Cancer Treatment Centers of America

What I wish I knew: Ways to deal with chemo brain

CTCA

chemo brain

Prior to her treatment for breast cancer in 2015, Marty Oxford taught gifted elementary school students in first through fifth grades. Teaching was a passion for the Pine Mountain, Georgia, resident, but she had to put her three-decade career on hold while undergoing surgery and chemotherapy treatments.

She coped with the hair loss, the nausea, neuropathy and lymphedema. But what she didn’t understand was what was happening to her brain. During an appointment with her medical oncologist before starting radiation therapy, Oxford explained how returning to teaching, even part time, was proving to be a challenge. “I told him my brain wasn’t functioning the way it used to,” says Oxford, a patient at our hospital near Atlanta. “It was exhausting to work. It was difficult to plan what I was working on.”

Oxford’s doctor sent her for a consultation with Jennifer Cargile, a speech-language pathologist at our Atlanta-area hospital. “She said, ‘Let's talk about chemo brain,’” says Oxford. The American Cancer Society defines chemo brain as a decrease in mental sharpness and an inability to concentrate and remember details. A 2016 study, published in The Journal of Clinical Oncology, concluded that some breast cancer patients may experience chemo brain for months. Its symptoms include feelings of mental fogginess and forgetfulness.

“I asked what I needed to do to get past it,” says Oxford. “Jennifer taught me organization, the importance of rest and nutrition and pacing. I continued seeing her through my radiation treatments. As best I could, I used all the strategies she taught me. I was so happy. I felt like I had beaten this, and I was back to work, and everything was good.”

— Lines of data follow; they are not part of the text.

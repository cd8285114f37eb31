//! Record accessor capability

use std::fmt::Debug;

use serde::{de::DeserializeOwned, Serialize};
use sha2::{Digest, Sha256};

use crate::domain::DomainError;

use super::value::{AttributeValue, RecordId};

/// Types that can flow through the resolvers and be stored in the cache
pub trait Record: Clone + Debug + Send + Sync + Serialize + DeserializeOwned + 'static {}

impl<T> Record for T where
    T: Clone + Debug + Send + Sync + Serialize + DeserializeOwned + 'static
{
}

/// Extracts attributes and identifiers from domain records
///
/// Resolvers never look inside a record themselves; everything they need
/// goes through this trait.
pub trait RecordService<R>: Send + Sync + Debug {
    /// Reads an attribute; `Ok(None)` when the record has no value for it
    fn attribute(&self, record: &R, name: &str) -> Result<Option<AttributeValue>, DomainError>;

    /// Primary identifier of the record
    fn primary_key(&self, record: &R) -> Result<RecordId, DomainError>;

    /// Name of the attribute that holds the human-facing alias
    fn alias_attribute(&self) -> &str;

    /// Alias value of the record, if it has one
    fn alias(&self, record: &R) -> Result<Option<String>, DomainError> {
        Ok(self
            .attribute(record, self.alias_attribute())?
            .filter(|value| !value.is_absent())
            .map(|value| value.as_text())
            .filter(|alias| !alias.is_empty()))
    }

    /// Stable hash used to keep free-form values out of cache keys
    fn hash(&self, value: &str) -> String {
        sha256_hex(value)
    }

    /// Post-fetch shaping of a record loaded from the backing store
    fn normalize(&self, record: R) -> R {
        record
    }

    /// Orders a result set the way listings are presented
    fn sort(&self, _records: &mut Vec<R>) {}
}

/// Hex encoded SHA-256 digest
pub fn sha256_hex(value: &str) -> String {
    let mut hasher = Sha256::new();
    hasher.update(value.as_bytes());
    hex::encode(hasher.finalize())
}
//! Infrastructure layer - cache stores, record collaborators and resolvers

pub mod cache;
pub mod initializer;
pub mod logging;
pub mod observability;
pub mod record;
pub mod repository;
pub mod resolver;
//! Prometheus metrics infrastructure

use std::sync::Arc;

use metrics::{counter, gauge};
use metrics_exporter_prometheus::{PrometheusBuilder, PrometheusHandle};

use super::config::MetricsConfig;

/// Prometheus metrics handle for rendering the scrape payload
#[derive(Clone)]
pub struct PrometheusMetrics {
    handle: Arc<PrometheusHandle>,
}

impl std::fmt::Debug for PrometheusMetrics {
    fn fmt(&self, f: &mut std::fmt::Formatter<'_>) -> std::fmt::Result {
        f.debug_struct("PrometheusMetrics").finish_non_exhaustive()
    }
}

impl PrometheusMetrics {
    /// Get the metrics in Prometheus text format
    pub fn render(&self) -> String {
        self.handle.render()
    }
}

/// Initialize Prometheus metrics
pub fn init_metrics(config: &MetricsConfig) -> Option<PrometheusMetrics> {
    if !config.enabled {
        tracing::info!("Prometheus metrics disabled");
        return None;
    }

    match PrometheusBuilder::new().install_recorder() {
        Ok(handle) => {
            gauge!("lookup_info", "version" => env!("CARGO_PKG_VERSION")).set(1.0);

            tracing::info!("Prometheus metrics initialized at {}", config.path);

            Some(PrometheusMetrics {
                handle: Arc::new(handle),
            })
        }
        Err(e) => {
            tracing::error!("Failed to initialize Prometheus metrics: {}", e);
            None
        }
    }
}

/// Record one resolver call and whether it avoided the backing store
pub fn record_resolution(store: &str, operation: &str, from_cache: bool) {
    let labels = [
        ("store", store.to_string()),
        ("operation", operation.to_string()),
        ("source", source_label(from_cache).to_string()),
    ];

    counter!("lookup_resolutions_total", &labels).increment(1);
}

/// Record a storage-initialization request
pub fn record_initialization_request(store: &str, accepted: bool) {
    let labels = [
        ("store", store.to_string()),
        ("accepted", accepted.to_string()),
    ];

    counter!("lookup_initialization_requests_total", &labels).increment(1);
}

fn source_label(from_cache: bool) -> &'static str {
    if from_cache {
        "cache"
    } else {
        "store"
    }
}
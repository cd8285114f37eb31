//! Populates a scope before returning

use std::sync::Arc;

use async_trait::async_trait;
use futures::future::try_join_all;

use crate::domain::cache::{
    Cache, CacheExt, CacheKeyBuilder, CacheParams, Discriminator, StorageInitializer,
};
use crate::domain::record::{FilterSpec, Record, RecordQuery, RecordRepository, RecordService};
use crate::domain::DomainError;

/// Loads the whole collection and writes every entry a resolver may read
///
/// Writes the unfiltered listing, one entry per record, the alias index and
/// the population markers of both the record and the alias scope. Markers
/// go last so that a populated scope is always complete.
#[derive(Debug)]
pub struct InlineInitializer<R: Record> {
    cache: Arc<dyn Cache>,
    repository: Arc<dyn RecordRepository<R>>,
    service: Arc<dyn RecordService<R>>,
    params: CacheParams,
}

impl<R: Record> InlineInitializer<R> {
    pub fn new(
        cache: Arc<dyn Cache>,
        repository: Arc<dyn RecordRepository<R>>,
        service: Arc<dyn RecordService<R>>,
    ) -> Self {
        Self {
            cache,
            repository,
            service,
            params: CacheParams::default(),
        }
    }

    /// Parameters of every write, normally the scope's write parameters
    pub fn with_params(mut self, params: CacheParams) -> Self {
        self.params = params;
        self
    }

    async fn write_record(
        &self,
        scope: &CacheKeyBuilder,
        alias_scope: &CacheKeyBuilder,
        record: &R,
    ) -> Result<(), DomainError> {
        let empty = FilterSpec::new();
        let id = self.service.primary_key(record)?;

        if let Some(alias) = self.service.alias(record)? {
            let alias_key = alias_scope.build(
                Some(&Discriminator::Alias(self.service.hash(&alias))),
                &empty,
            );
            self.cache.set(&alias_key, &id, &self.params).await?;
        }

        let record_key = scope.build(Some(&Discriminator::Id(id)), &empty);
        self.cache.set(&record_key, record, &self.params).await
    }
}

#[async_trait]
impl<R: Record> StorageInitializer for InlineInitializer<R> {
    async fn request_initialization(&self, scope: &CacheKeyBuilder) -> Result<bool, DomainError> {
        let mut records: Vec<R> = self
            .repository
            .search(&RecordQuery::all())
            .await?
            .into_iter()
            .map(|record| self.service.normalize(record))
            .collect();
        self.service.sort(&mut records);

        let empty = FilterSpec::new();
        let alias_scope = scope.alias_scope();

        self.cache
            .set(&scope.build(None, &empty), &records, &self.params)
            .await?;

        try_join_all(
            records
                .iter()
                .map(|record| self.write_record(scope, &alias_scope, record)),
        )
        .await?;

        self.cache.set(&scope.populated_key(), &true, &self.params).await?;
        self.cache
            .set(&alias_scope.populated_key(), &true, &self.params)
            .await?;

        tracing::info!(store = %scope, records = records.len(), "Scope initialized");
        Ok(true)
    }
}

A short while later, Oxford realized she was still struggling with the haziness associated with chemo brain. “I would come home and basically not be good for anything else for the rest of the day,” she says. “I had used up all my mental and physical energy just to do my job.”

Oxford used her summer vacation in 2016 to rest, recoup and rebuild. But while preparing to get back to school that fall, she found she was still struggling with cognitive issues. “Spelling had always come naturally to me,” she says. “That was an area where I never had to think. I now commonly misspell words. When I am editing anything that I've written, I have to edit for spelling because I don't automatically have that in my mental toolbox.”

At Cargile’s suggestion, Oxford took several steps that helped reduce the signs of chemo brain, including:

  • Stay rested - A lack of sleep may cause the body to become stressed, which may interfere with its ability to fight cancer.  
  • Maintain a healthy diet - A balanced diet consists of nutrient-rich foods and fiber while limiting fat and sugary foods.
  • Mental activities - Designed to help increase memory functions, these exercises include ways to remember to-do lists and keep attention focused.
  • Physical activity - Exercise may benefit cancer patients including reducing the symptoms of fatigue, helping with weight control and alleviating stress and anxiety.

Now that she’s back at school, Oxford is finding additional ways to battle the fog. In the classroom, as a back-up plan she keeps words and notes close by in case she loses focus or can’t immediately recall a word—getting the students to help her fill in the blanks. “I am fortunate that I have students who will just laugh it off or help me when I use the incorrect word,” she says. “My students were part of the process while going through cancer treatment, and so I've just explained this is part of how I am now, and sometimes it’s difficult. They respect that and are willing to help out when they can.”

Even with the extra help, Oxford says she’s made a difficult decision: She plans to retire from teaching in December. “I can’t teach the way that I used to,” she says. “Maybe there’s something for me to do that I can do more efficiently.” She and Cargile have discussed various professions that may be better suited to her new reality.

In the meantime, Oxford is participating in a monthly support group for patients experiencing chemo brain, and she says it’s helping. “The privilege of being in a room with other people who totally understand what you're talking about is wonderful,” she says. “It's a great opportunity to share advice and learn new ways to deal with chemo brain.”

This blog is an installment in a series called, “What I Wish I Knew,” which features cancer survivors who share what they learned from their cancer diagnosis and how it may have helped them in the beginning of their journey.